Laurette Taylor’s performance as Amanda Wingfield in the original 1945 production of Tennessee Williams’ The Glass Menagerie is the most vividly remembered piece of acting ever to have taken place on an American stage. Yet nothing remains of it but memories and a few still photographs–some of which can be seen here–since Taylor made no sound films save for the brief screen test included in Broadway: The Golden Age (a documentary you’ve absolutely got to see, assuming you haven’t already). The greatness of her acting is thus like the greatness of Nijinsky’s dancing: all who saw her agree on it, but the rest of us must take it on faith.
Or…must we?
After reading that Times story, I did a bit of fugitive Googling, and found something that sent my jaw dropping floorward. It’s from the Web site of the Harry Ransom Humanities Research Center at the University of Texas at Austin, which is where Taylor’s private papers ended up. I was looking at the HRCRC’s description of its Taylor collection when I stumbled onto this statement:
A number of published works and recordings were transferred to the HRHRC book collection….Taylor’s recordings, mostly 78 RPM, include The Glass Menagerie (1945); a 1939 WJZ radio broadcast of Peg O’ My Heart; Among My Souvenirs (1943); a segment of We The People (1945); a Rudy Vallee radio program (1939); and a very early 1913 voice recording trial done of Laurette Taylor in New York.

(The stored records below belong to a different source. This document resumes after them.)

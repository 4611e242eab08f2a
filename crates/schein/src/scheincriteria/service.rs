use std::collections::BTreeMap;
use std::sync::Arc;

use tracing::{debug, info};

use crate::model::{StudentId, TutorialId};

use super::context::EvaluationContext;
use super::criteria::{CriterionId, CriterionRecord};
use super::payload::{CriterionDto, PayloadError};
use super::registry::{CriteriaRegistry, FormDataResponse};
use super::repository::{CourseSnapshotSource, CriteriaRepository, RepositoryError};
use super::summary::{
    criteria_information, CriteriaInformation, ScheinCriteriaSummary, SummaryEngine,
};

/// Service composing the registry, the criteria store, and the course data source.
pub struct ScheincriteriaService<R, S> {
    registry: Arc<CriteriaRegistry>,
    repository: Arc<R>,
    course: Arc<S>,
}

impl<R, S> ScheincriteriaService<R, S>
where
    R: CriteriaRepository + 'static,
    S: CourseSnapshotSource + 'static,
{
    pub fn new(registry: Arc<CriteriaRegistry>, repository: Arc<R>, course: Arc<S>) -> Self {
        Self {
            registry,
            repository,
            course,
        }
    }

    pub fn registry(&self) -> &CriteriaRegistry {
        &self.registry
    }

    pub fn find_all(&self) -> Result<Vec<CriterionRecord>, ScheincriteriaServiceError> {
        Ok(self.repository.all()?)
    }

    pub fn find_by_id(
        &self,
        id: &CriterionId,
    ) -> Result<CriterionRecord, ScheincriteriaServiceError> {
        self.repository
            .fetch(id)?
            .ok_or(ScheincriteriaServiceError::CriterionNotFound(*id))
    }

    /// Validate the payload against its identifier's schema and store the resulting criterion.
    pub fn create(
        &self,
        dto: CriterionDto,
    ) -> Result<CriterionRecord, ScheincriteriaServiceError> {
        let criterion = self.registry.parse_payload(&dto)?;
        let record = CriterionRecord::new(dto.name, criterion);
        let stored = self.repository.insert(record)?;

        info!(criterion = %stored.id, identifier = %stored.identifier(), "criterion created");
        Ok(stored)
    }

    /// Replace name and configuration of an existing criterion. The identifier may change.
    pub fn update(
        &self,
        id: &CriterionId,
        dto: CriterionDto,
    ) -> Result<CriterionRecord, ScheincriteriaServiceError> {
        let mut record = self.find_by_id(id)?;
        record.criterion = self.registry.parse_payload(&dto)?;
        record.name = dto.name;

        self.repository.update(record.clone()).map_err(|error| match error {
            RepositoryError::NotFound => ScheincriteriaServiceError::CriterionNotFound(*id),
            other => other.into(),
        })?;

        info!(criterion = %id, identifier = %record.identifier(), "criterion updated");
        Ok(record)
    }

    pub fn delete(&self, id: &CriterionId) -> Result<(), ScheincriteriaServiceError> {
        let removed = self.repository.remove(id).map_err(|error| match error {
            RepositoryError::NotFound => ScheincriteriaServiceError::CriterionNotFound(*id),
            other => other.into(),
        })?;

        info!(criterion = %removed.id, "criterion deleted");
        Ok(())
    }

    pub fn form_data(&self) -> FormDataResponse {
        self.registry.form_data()
    }

    pub fn result_of_student(
        &self,
        id: &StudentId,
    ) -> Result<ScheinCriteriaSummary, ScheincriteriaServiceError> {
        let criteria = self.repository.all()?;
        let snapshot = self.course.snapshot()?;
        let student = snapshot
            .student(id)
            .ok_or(ScheincriteriaServiceError::StudentNotFound(*id))?;

        let ctx = EvaluationContext::from_snapshot(&snapshot);
        Ok(SummaryEngine::new(&criteria).summarize(student, &ctx))
    }

    pub fn results_of_all_students(
        &self,
    ) -> Result<BTreeMap<StudentId, ScheinCriteriaSummary>, ScheincriteriaServiceError> {
        let criteria = self.repository.all()?;
        let snapshot = self.course.snapshot()?;
        let ctx = EvaluationContext::from_snapshot(&snapshot);

        debug!(
            students = snapshot.students.len(),
            criteria = criteria.len(),
            "evaluating all students"
        );
        Ok(SummaryEngine::new(&criteria).summarize_many(&snapshot.students, &ctx))
    }

    pub fn results_of_tutorial(
        &self,
        id: &TutorialId,
    ) -> Result<BTreeMap<StudentId, ScheinCriteriaSummary>, ScheincriteriaServiceError> {
        let criteria = self.repository.all()?;
        let snapshot = self.course.snapshot()?;
        if snapshot.tutorial(id).is_none() {
            return Err(ScheincriteriaServiceError::TutorialNotFound(*id));
        }

        let ctx = EvaluationContext::from_snapshot(&snapshot);
        let students = snapshot.students_of_tutorial(id);
        Ok(SummaryEngine::new(&criteria).summarize_many(students, &ctx))
    }

    pub fn info_about_criteria(
        &self,
        id: &CriterionId,
    ) -> Result<CriteriaInformation, ScheincriteriaServiceError> {
        let record = self.find_by_id(id)?;
        let snapshot = self.course.snapshot()?;
        let ctx = EvaluationContext::from_snapshot(&snapshot);

        Ok(criteria_information(&record, &snapshot.students, &ctx))
    }
}

/// Error raised by the scheincriteria service.
#[derive(Debug, thiserror::Error)]
pub enum ScheincriteriaServiceError {
    #[error(transparent)]
    Payload(#[from] PayloadError),
    #[error("criterion {0} not found")]
    CriterionNotFound(CriterionId),
    #[error("student {0} not found")]
    StudentNotFound(StudentId),
    #[error("tutorial {0} not found")]
    TutorialNotFound(TutorialId),
    #[error(transparent)]
    Repository(#[from] RepositoryError),
}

Excuse me? Am I the last to learn that that there is a sound recording of some portion of Taylor’s legendary performance in The Glass Menagerie? Or is its existence not widely known to scholars of American theater in general and Tennessee Williams’ work in particular?
If anybody out there in the blogosphere knows anything at all about this recording, starting with whether or not it really exists, I’d like to hear from you. And if you happen to live in Austin and have access to it (assuming it does in fact exist), I’d really like to hear from you.